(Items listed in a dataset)
══════════════════════════════

//! Typed view of the effective parameters delivered to the execution side.
//!
//! The manifest module hands over a loose name → value mapping; this module
//! decodes it into the concrete configuration each recipe runs with, applying
//! the same runtime guards the recipes enforce (score range, known entity
//! types, text column present in the bound dataset).

use std::str::FromStr;
use std::time::Duration;

use serde::{Deserialize, Serialize};

use crate::manifest::{EffectiveParams, ParamValue, ValidationError};

/// Entity categories recognized by the medical entity recognition recipe.
///
/// The serialized names are the wire values used both in `selectChoices` and in
/// the API's response `Category` field; the labels are what the form displays.
#[derive(Debug, Clone, Copy, PartialEq, Eq, Hash, Serialize, Deserialize)]
#[serde(rename_all = "SCREAMING_SNAKE_CASE")]
pub enum MedicalEntityType {
    Anatomy,
    MedicalCondition,
    Medication,
    ProtectedHealthInformation,
    TestTreatmentProcedure,
    TimeExpression,
}

impl MedicalEntityType {
    pub const ALL: [MedicalEntityType; 6] = [
        MedicalEntityType::Anatomy,
        MedicalEntityType::MedicalCondition,
        MedicalEntityType::Medication,
        MedicalEntityType::ProtectedHealthInformation,
        MedicalEntityType::TestTreatmentProcedure,
        MedicalEntityType::TimeExpression,
    ];

    /// The wire name, as found in select choices and response categories.
    pub fn api_name(&self) -> &'static str {
        match self {
            MedicalEntityType::Anatomy => "ANATOMY",
            MedicalEntityType::MedicalCondition => "MEDICAL_CONDITION",
            MedicalEntityType::Medication => "MEDICATION",
            MedicalEntityType::ProtectedHealthInformation => "PROTECTED_HEALTH_INFORMATION",
            MedicalEntityType::TestTreatmentProcedure => "TEST_TREATMENT_PROCEDURE",
            MedicalEntityType::TimeExpression => "TIME_EXPRESSION",
        }
    }

    /// Human-readable label, used in forms and output column names.
    pub fn label(&self) -> &'static str {
        match self {
            MedicalEntityType::Anatomy => "Anatomy",
            MedicalEntityType::MedicalCondition => "Medical condition",
            MedicalEntityType::Medication => "Medication",
            MedicalEntityType::ProtectedHealthInformation => "Protected health information",
            MedicalEntityType::TestTreatmentProcedure => "Test treatment procedure",
            MedicalEntityType::TimeExpression => "Time expression",
        }
    }
}

impl FromStr for MedicalEntityType {
    type Err = String;

    fn from_str(s: &str) -> Result<Self, Self::Err> {
        MedicalEntityType::ALL
            .into_iter()
            .find(|t| t.api_name() == s)
            .ok_or_else(|| format!("unknown medical entity type '{}'", s))
    }
}

impl std::fmt::Display for MedicalEntityType {
    fn fmt(&self, f: &mut std::fmt::Formatter<'_>) -> std::fmt::Result {
        f.write_str(self.label())
    }
}

/// Protected health information categories extracted by the PHI recipe.
#[derive(Debug, Clone, Copy, PartialEq, Eq, Hash, Serialize, Deserialize)]
#[serde(rename_all = "SCREAMING_SNAKE_CASE")]
pub enum MedicalPhiType {
    Address,
    Age,
    Date,
    Name,
    PhoneOrFax,
    Email,
    Id,
}

impl MedicalPhiType {
    pub const ALL: [MedicalPhiType; 7] = [
        MedicalPhiType::Address,
        MedicalPhiType::Age,
        MedicalPhiType::Date,
        MedicalPhiType::Name,
        MedicalPhiType::PhoneOrFax,
        MedicalPhiType::Email,
        MedicalPhiType::Id,
    ];

    /// The wire name, as found in the response `Type` field.
    pub fn api_name(&self) -> &'static str {
        match self {
            MedicalPhiType::Address => "ADDRESS",
            MedicalPhiType::Age => "AGE",
            MedicalPhiType::Date => "DATE",
            MedicalPhiType::Name => "NAME",
            MedicalPhiType::PhoneOrFax => "PHONE_OR_FAX",
            MedicalPhiType::Email => "EMAIL",
            MedicalPhiType::Id => "ID",
        }
    }

    pub fn label(&self) -> &'static str {
        match self {
            MedicalPhiType::Address => "Address",
            MedicalPhiType::Age => "Age",
            MedicalPhiType::Date => "Date",
            MedicalPhiType::Name => "Name",
            MedicalPhiType::PhoneOrFax => "Phone or fax",
            MedicalPhiType::Email => "Email",
            MedicalPhiType::Id => "ID",
        }
    }
}

impl std::fmt::Display for MedicalPhiType {
    fn fmt(&self, f: &mut std::fmt::Formatter<'_>) -> std::fmt::Result {
        f.write_str(self.label())
    }
}

/// What to do when an API call fails on a row.
#[derive(Debug, Clone, Copy, Default, PartialEq, Eq, Serialize, Deserialize)]
#[serde(rename_all = "SCREAMING_SNAKE_CASE")]
pub enum ErrorHandling {
    /// Abort the whole run on the first API error.
    Fail,
    /// Record the error against the affected row and keep going.
    #[default]
    Log,
}

impl FromStr for ErrorHandling {
    type Err = String;

    fn from_str(s: &str) -> Result<Self, Self::Err> {
        match s {
            "FAIL" => Ok(ErrorHandling::Fail),
            "LOG" => Ok(ErrorHandling::Log),
            other => Err(format!("unknown error handling policy '{}'", other)),
        }
    }
}

/// The credential and throughput bundle referenced by `api_configuration_preset`.
///
/// The manifest treats the preset as an opaque reference; at invocation the host
/// resolves it into this object.
#[derive(Debug, Clone, PartialEq, Serialize, Deserialize)]
pub struct ApiConfigurationPreset {
    #[serde(default)]
    pub aws_access_key: String,
    #[serde(default)]
    pub aws_secret_key: String,
    #[serde(default)]
    pub aws_region: String,
    /// Maximum API calls per quota period.
    #[serde(default = "default_api_quota_rate_limit")]
    pub api_quota_rate_limit: u32,
    /// Quota period in seconds, also used as the delay between retries.
    #[serde(default = "default_api_quota_period")]
    pub api_quota_period: u64,
    #[serde(default = "default_parallel_workers")]
    pub parallel_workers: usize,
}

fn default_api_quota_rate_limit() -> u32 {
    20
}

fn default_api_quota_period() -> u64 {
    1
}

fn default_parallel_workers() -> usize {
    4
}

impl Default for ApiConfigurationPreset {
    fn default() -> Self {
        Self {
            aws_access_key: String::new(),
            aws_secret_key: String::new(),
            aws_region: String::new(),
            api_quota_rate_limit: default_api_quota_rate_limit(),
            api_quota_period: default_api_quota_period(),
            parallel_workers: default_parallel_workers(),
        }
    }
}

impl ApiConfigurationPreset {
    /// Decodes a resolved preset object out of an effective parameter value.
    pub fn from_value(value: &ParamValue) -> Result<Self, ValidationError> {
        if !value.is_object() {
            return Err(ValidationError::TypeMismatch {
                field: "api_configuration_preset".to_string(),
                detail: "expected a resolved preset object".to_string(),
            });
        }
        serde_json::from_value(value.clone()).map_err(|e| ValidationError::TypeMismatch {
            field: "api_configuration_preset".to_string(),
            detail: e.to_string(),
        })
    }

    pub fn retry_delay(&self) -> Duration {
        Duration::from_secs(self.api_quota_period)
    }
}

/// Decoded configuration of the medical entity recognition recipe.
#[derive(Debug, Clone, PartialEq)]
pub struct EntityRecognitionParams {
    pub text_column: String,
    pub language: String,
    pub api_configuration_preset: ParamValue,
    pub entity_types: Vec<MedicalEntityType>,
    pub expert: bool,
    pub minimum_score: f64,
    pub error_handling: ErrorHandling,
}

impl EntityRecognitionParams {
    pub fn from_effective(params: &EffectiveParams) -> Result<Self, ValidationError> {
        let text_column = required_str(params, "text_column")?;
        let language = decode_language(params)?;
        let api_configuration_preset = params
            .get("api_configuration_preset")
            .cloned()
            .ok_or_else(|| {
                ValidationError::MissingMandatory("api_configuration_preset".to_string())
            })?;

        let raw_types = params
            .get("entity_types")
            .ok_or_else(|| ValidationError::MissingMandatory("entity_types".to_string()))?;
        let entity_types = decode_entity_types(raw_types)?;
        if entity_types.is_empty() {
            log::warn!("no entity types selected, the output will contain no entity columns");
        }

        Ok(Self {
            text_column,
            language,
            api_configuration_preset,
            entity_types,
            expert: decode_expert(params)?,
            minimum_score: decode_minimum_score(params)?,
            error_handling: decode_error_handling(params)?,
        })
    }
}

/// Decoded configuration of the protected health information recipe.
#[derive(Debug, Clone, PartialEq)]
pub struct PhiExtractionParams {
    pub text_column: String,
    pub language: String,
    pub api_configuration_preset: ParamValue,
    pub expert: bool,
    pub minimum_score: f64,
    pub error_handling: ErrorHandling,
}

impl PhiExtractionParams {
    pub fn from_effective(params: &EffectiveParams) -> Result<Self, ValidationError> {
        let text_column = required_str(params, "text_column")?;
        let language = decode_language(params)?;
        let api_configuration_preset = params
            .get("api_configuration_preset")
            .cloned()
            .ok_or_else(|| {
                ValidationError::MissingMandatory("api_configuration_preset".to_string())
            })?;

        Ok(Self {
            text_column,
            language,
            api_configuration_preset,
            expert: decode_expert(params)?,
            minimum_score: decode_minimum_score(params)?,
            error_handling: decode_error_handling(params)?,
        })
    }
}

// Absent scalars fall back to their defaults; present values of the wrong
// JSON type are configuration mistakes and must not be silently defaulted.

fn required_str(params: &EffectiveParams, name: &str) -> Result<String, ValidationError> {
    match params.get(name) {
        None => Err(ValidationError::MissingMandatory(name.to_string())),
        Some(value) => value.as_str().map(str::to_string).ok_or_else(|| {
            ValidationError::TypeMismatch {
                field: name.to_string(),
                detail: format!("expected a string, got {}", value),
            }
        }),
    }
}

fn decode_language(params: &EffectiveParams) -> Result<String, ValidationError> {
    match params.get("language") {
        None => Ok("en".to_string()),
        Some(value) => value.as_str().map(str::to_string).ok_or_else(|| {
            ValidationError::TypeMismatch {
                field: "language".to_string(),
                detail: format!("expected a language code string, got {}", value),
            }
        }),
    }
}

fn decode_expert(params: &EffectiveParams) -> Result<bool, ValidationError> {
    match params.get("expert") {
        None => Ok(false),
        Some(value) => value
            .as_bool()
            .ok_or_else(|| ValidationError::TypeMismatch {
                field: "expert".to_string(),
                detail: format!("expected a boolean, got {}", value),
            }),
    }
}

fn decode_entity_types(raw: &ParamValue) -> Result<Vec<MedicalEntityType>, ValidationError> {
    let entries = raw.as_array().ok_or_else(|| ValidationError::TypeMismatch {
        field: "entity_types".to_string(),
        detail: "expected a list of entity type names".to_string(),
    })?;
    entries
        .iter()
        .map(|entry| {
            entry
                .as_str()
                .ok_or_else(|| format!("expected an entity type name, got {}", entry))
                .and_then(MedicalEntityType::from_str)
                .map_err(|detail| ValidationError::TypeMismatch {
                    field: "entity_types".to_string(),
                    detail,
                })
        })
        .collect()
}

/// Runtime guard mirrored from the recipe scripts: the score must lie in [0, 1]
/// even when the form was bypassed.
fn decode_minimum_score(params: &EffectiveParams) -> Result<f64, ValidationError> {
    let minimum_score = match params.get("minimum_score") {
        None => 0.0,
        Some(value) => {
            // host forms sometimes deliver the score as a numeric string
            let parsed = match value {
                ParamValue::Number(n) => n.as_f64(),
                ParamValue::String(s) => s.trim().parse().ok(),
                _ => None,
            };
            parsed.ok_or_else(|| ValidationError::TypeMismatch {
                field: "minimum_score".to_string(),
                detail: format!("expected a number, got {}", value),
            })?
        }
    };
    if !(0.0..=1.0).contains(&minimum_score) {
        return Err(ValidationError::OutOfRange {
            param: "minimum_score".to_string(),
            detail: format!("{} is not between 0 and 1", minimum_score),
        });
    }
    Ok(minimum_score)
}

fn decode_error_handling(params: &EffectiveParams) -> Result<ErrorHandling, ValidationError> {
    match params.get("error_handling") {
        None => Ok(ErrorHandling::default()),
        Some(value) => value
            .as_str()
            .ok_or_else(|| ValidationError::TypeMismatch {
                field: "error_handling".to_string(),
                detail: format!("expected \"FAIL\" or \"LOG\", got {}", value),
            })?
            .parse()
            .map_err(|detail| ValidationError::TypeMismatch {
                field: "error_handling".to_string(),
                detail,
            }),
    }
}

/// Checks the configured text column against the bound dataset's columns.
pub fn ensure_column_exists(column: &str, input_columns: &[String]) -> Result<(), ValidationError> {
    if column.is_empty() {
        return Err(ValidationError::MissingMandatory("text_column".to_string()));
    }
    if !input_columns.iter().any(|c| c == column) {
        return Err(ValidationError::MissingField(column.to_string()));
    }
    Ok(())
}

══════════════════════════════

## Task requirements
Only one number is expected: the count of lines above that contain the string "impl".

## Exercise answer
10